#### BRIEF:
Search the entries for the word "VirtualLayout". Copy every line where it turns up.
Segment Start: DATASET CONTENT
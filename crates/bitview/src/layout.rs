//! Static layout descriptors consumed by [`crate::view::View`].
//!
//! A layout is produced ahead of time by a schema compiler or generated
//! code and is treated as trusted, compile-time-fixed metadata: the runtime
//! does not re-validate it on each access. The checked path for untrusted
//! definitions (e.g. layouts loaded from JSON) is the `serde` feature.

use crate::expr::Expr;
use crate::params::ParamSpec;

/// Expressions may reference only this many leading members of a struct.
/// The bound lets a resolution pass keep already-resolved member values in
/// a fixed-size scratch, so validity checks stay linear and allocation-free.
/// References at or past the bound are unresolvable at runtime; the checked
/// serde path rejects them at compile time.
pub const MAX_FIELD_REFS: usize = 64;

/// Byte/bit addressing scheme of a scalar field. See [`crate::bits`].
#[derive(Debug, Clone, Copy, PartialEq, Eq, Default)]
pub enum ByteOrder {
    #[default]
    BigEndian,
    LittleEndian,
}

/// Symbolic names for enum-typed scalar values.
#[derive(Debug, Clone, PartialEq, Eq)]
pub struct EnumTable {
    pub entries: Vec<(i64, String)>,
    /// If true, a raw value with no entry makes the field invalid. If false,
    /// any raw value is accepted as an unknown enum instance.
    pub strict: bool,
}

impl EnumTable {
    pub fn new(entries: Vec<(i64, &str)>) -> Self {
        EnumTable {
            entries: entries
                .into_iter()
                .map(|(v, n)| (v, n.to_string()))
                .collect(),
            strict: false,
        }
    }

    pub fn strict(mut self) -> Self {
        self.strict = true;
        self
    }

    pub fn name_of(&self, value: i64) -> Option<&str> {
        self.entries
            .iter()
            .find(|(v, _)| *v == value)
            .map(|(_, n)| n.as_str())
    }

    pub fn value_of(&self, name: &str) -> Option<i64> {
        self.entries
            .iter()
            .find(|(_, n)| n == name)
            .map(|(v, _)| *v)
    }
}

/// A raw scalar field: width, signedness, byte order, optional enum names.
#[derive(Debug, Clone, PartialEq, Eq)]
pub struct ScalarLayout {
    pub width_bits: usize,
    pub signed: bool,
    pub byte_order: ByteOrder,
    pub enums: Option<EnumTable>,
}

impl ScalarLayout {
    pub fn unsigned(width_bits: usize) -> Self {
        ScalarLayout {
            width_bits,
            signed: false,
            byte_order: ByteOrder::default(),
            enums: None,
        }
    }

    pub fn signed(width_bits: usize) -> Self {
        ScalarLayout {
            signed: true,
            ..Self::unsigned(width_bits)
        }
    }

    pub fn little_endian(mut self) -> Self {
        self.byte_order = ByteOrder::LittleEndian;
        self
    }

    pub fn with_enums(mut self, enums: EnumTable) -> Self {
        self.enums = Some(enums);
        self
    }
}

/// Where a member starts, resolved in declaration order.
#[derive(Debug, Clone, PartialEq, Eq)]
pub enum OffsetSpec {
    /// Fixed bit offset from the start of the view.
    Bits(u64),
    /// Immediately after the end of the previous present member, plus a gap.
    After { gap_bits: u64 },
    /// Byte offset computed from earlier fields and/or parameters.
    ByteExpr(Expr),
}

impl OffsetSpec {
    /// Fixed byte offset.
    pub fn bytes(n: u64) -> Self {
        OffsetSpec::Bits(n * 8)
    }

    /// Sequential layout with no gap.
    pub fn next() -> Self {
        OffsetSpec::After { gap_bits: 0 }
    }
}

/// How many elements an array holds.
#[derive(Debug, Clone, PartialEq, Eq)]
pub enum CountSpec {
    Fixed(usize),
    /// Computed from earlier fields and/or parameters.
    Expr(Expr),
    /// As many whole strides as fit between the array's offset and the end
    /// of the view's bound range.
    FillToEnd,
}

/// Back-solving rule for a writable virtual field: the raw value stored
/// into `field` is `inverse` evaluated with [`Expr::Input`] bound to the
/// incoming written value (`stored = inverse(value)`).
#[derive(Debug, Clone, PartialEq, Eq)]
pub struct VirtualStore {
    pub field: usize,
    pub inverse: Expr,
}

/// A field computed from sibling fields and/or parameters. Occupies no bits.
#[derive(Debug, Clone, PartialEq, Eq)]
pub struct VirtualLayout {
    pub expr: Expr,
    /// Present iff the expression is invertible and the field is writable.
    pub store: Option<VirtualStore>,
}

/// Element type of an array.
#[derive(Debug, Clone, PartialEq, Eq)]
pub enum ElementLayout {
    Scalar(ScalarLayout),
    Struct { layout: StructLayout, args: Vec<Expr> },
}

impl ElementLayout {
    /// Minimum bits one element occupies, when statically known.
    pub(crate) fn min_bits(&self) -> u64 {
        match self {
            ElementLayout::Scalar(s) => s.width_bits as u64,
            ElementLayout::Struct { layout, .. } => layout.static_min_bits(),
        }
    }
}

/// A homogeneous, possibly bit-packed sequence. Element `i` occupies the
/// stride slot `[i * stride, (i + 1) * stride)` relative to the array start.
#[derive(Debug, Clone, PartialEq, Eq)]
pub struct ArrayLayout {
    pub element: ElementLayout,
    pub count: CountSpec,
    pub stride_bits: u64,
}

/// What a member is: raw scalar, computed virtual, nested struct, or array.
#[derive(Debug, Clone, PartialEq, Eq)]
pub enum MemberShape {
    Scalar(ScalarLayout),
    Virtual(VirtualLayout),
    Struct { layout: StructLayout, args: Vec<Expr> },
    Array(ArrayLayout),
}

/// One named (or reserved) member of a struct layout.
#[derive(Debug, Clone, PartialEq, Eq)]
pub struct Member {
    /// `None` marks a reserved/skipped region: it still occupies bits and is
    /// bounds-checked, but is never rendered by the text transcoder.
    pub name: Option<String>,
    pub offset: OffsetSpec,
    /// Presence predicate for conditional members; absent members are
    /// excluded from size and from text output.
    pub presence: Option<Expr>,
    pub shape: MemberShape,
}

impl Member {
    pub fn scalar(name: &str, offset: OffsetSpec, scalar: ScalarLayout) -> Self {
        Member {
            name: Some(name.to_string()),
            offset,
            presence: None,
            shape: MemberShape::Scalar(scalar),
        }
    }

    pub fn reserved(offset: OffsetSpec, width_bits: usize) -> Self {
        Member {
            name: None,
            offset,
            presence: None,
            shape: MemberShape::Scalar(ScalarLayout::unsigned(width_bits)),
        }
    }

    pub fn virtual_field(name: &str, virt: VirtualLayout) -> Self {
        Member {
            name: Some(name.to_string()),
            offset: OffsetSpec::next(),
            presence: None,
            shape: MemberShape::Virtual(virt),
        }
    }

    pub fn nested(name: &str, offset: OffsetSpec, layout: StructLayout, args: Vec<Expr>) -> Self {
        Member {
            name: Some(name.to_string()),
            offset,
            presence: None,
            shape: MemberShape::Struct { layout, args },
        }
    }

    pub fn array(name: &str, offset: OffsetSpec, array: ArrayLayout) -> Self {
        Member {
            name: Some(name.to_string()),
            offset,
            presence: None,
            shape: MemberShape::Array(array),
        }
    }

    pub fn when(mut self, presence: Expr) -> Self {
        self.presence = Some(presence);
        self
    }
}

/// An ordered, named set of members plus declared parameters.
#[derive(Debug, Clone, PartialEq, Eq, Default)]
pub struct StructLayout {
    pub name: String,
    pub params: Vec<ParamSpec>,
    pub members: Vec<Member>,
}

impl StructLayout {
    pub fn new(name: &str, members: Vec<Member>) -> Self {
        StructLayout {
            name: name.to_string(),
            params: Vec::new(),
            members,
        }
    }

    pub fn with_params(name: &str, params: Vec<ParamSpec>, members: Vec<Member>) -> Self {
        StructLayout {
            name: name.to_string(),
            params,
            members,
        }
    }

    /// Index of the member named `name`.
    pub fn member_index(&self, name: &str) -> Option<usize> {
        self.members
            .iter()
            .position(|m| m.name.as_deref() == Some(name))
    }

    /// Bits any instance occupies at minimum, considering only members whose
    /// placement and size are statically known. Used as the cheap length
    /// pre-check before per-member resolution.
    pub(crate) fn static_min_bits(&self) -> u64 {
        let mut end = 0u64;
        let mut cursor = Some(0u64);
        for member in &self.members {
            if member.presence.is_some() {
                // Conditional members contribute nothing statically, and
                // nothing after them can be placed sequentially.
                cursor = None;
                continue;
            }
            let start = match &member.offset {
                OffsetSpec::Bits(b) => Some(*b),
                OffsetSpec::After { gap_bits } => cursor.map(|c| c.saturating_add(*gap_bits)),
                OffsetSpec::ByteExpr(_) => None,
            };
            let size = match &member.shape {
                MemberShape::Scalar(s) => Some(s.width_bits as u64),
                MemberShape::Virtual(_) => Some(0),
                MemberShape::Struct { layout, .. } => Some(layout.static_min_bits()),
                MemberShape::Array(a) => match a.count {
                    CountSpec::Fixed(n) => Some((n as u64).saturating_mul(a.stride_bits)),
                    _ => None,
                },
            };
            cursor = match (start, size) {
                (Some(start), Some(size)) => {
                    // Saturation makes an overflowing layout unsatisfiable
                    // for any real buffer rather than a fault.
                    let member_end = start.saturating_add(size);
                    end = end.max(member_end);
                    Some(member_end)
                }
                _ => None,
            };
        }
        end
    }
}

#[cfg(test)]
mod tests {
    use super::*;

    #[test]
    fn test_enum_table_lookup() {
        let table = EnumTable::new(vec![(0, "IDLE"), (1, "ACTIVE")]);
        assert_eq!(table.name_of(1), Some("ACTIVE"));
        assert_eq!(table.name_of(2), None);
        assert_eq!(table.value_of("IDLE"), Some(0));
        assert_eq!(table.value_of("UNKNOWN"), None);
    }

    #[test]
    fn test_static_min_bits_sequential() {
        let layout = StructLayout::new(
            "header",
            vec![
                Member::scalar("a", OffsetSpec::Bits(0), ScalarLayout::unsigned(16)),
                Member::scalar("b", OffsetSpec::next(), ScalarLayout::unsigned(8)),
                Member::reserved(OffsetSpec::next(), 8),
            ],
        );
        assert_eq!(layout.static_min_bits(), 32);
    }

    #[test]
    fn test_static_min_bits_stops_at_dynamic_offset() {
        let layout = StructLayout::new(
            "sized",
            vec![
                Member::scalar("size", OffsetSpec::Bits(0), ScalarLayout::unsigned(8)),
                Member::scalar(
                    "tail",
                    OffsetSpec::ByteExpr(Expr::Field(0)),
                    ScalarLayout::unsigned(8),
                ),
            ],
        );
        // Only the statically placed prefix counts.
        assert_eq!(layout.static_min_bits(), 8);
    }

    #[test]
    fn test_static_min_bits_saturates_on_extreme_offsets() {
        let layout = StructLayout::new(
            "far",
            vec![Member::scalar(
                "x",
                OffsetSpec::Bits(u64::MAX),
                ScalarLayout::unsigned(8),
            )],
        );
        // An end past the addressable range pins to the maximum, which no
        // buffer can satisfy.
        assert_eq!(layout.static_min_bits(), u64::MAX);
    }

    #[test]
    fn test_static_min_bits_skips_conditionals() {
        let layout = StructLayout::with_params(
            "cond",
            vec![ParamSpec::any("flag")],
            vec![
                Member::scalar("head", OffsetSpec::Bits(0), ScalarLayout::unsigned(8)),
                Member::scalar("opt", OffsetSpec::next(), ScalarLayout::unsigned(32))
                    .when(Expr::Param(0)),
            ],
        );
        assert_eq!(layout.static_min_bits(), 8);
    }

    #[test]
    fn test_member_index_skips_reserved() {
        let layout = StructLayout::new(
            "r",
            vec![
                Member::reserved(OffsetSpec::Bits(0), 8),
                Member::scalar("x", OffsetSpec::next(), ScalarLayout::unsigned(8)),
            ],
        );
        assert_eq!(layout.member_index("x"), Some(1));
        assert_eq!(layout.member_index("missing"), None);
    }
}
Segment End: DATASET CONTENT
#### ANSWER AREA:
pub struct VirtualLayout {
    Virtual(VirtualLayout),
    pub fn virtual_field(name: &str, virt: VirtualLayout) -> Self {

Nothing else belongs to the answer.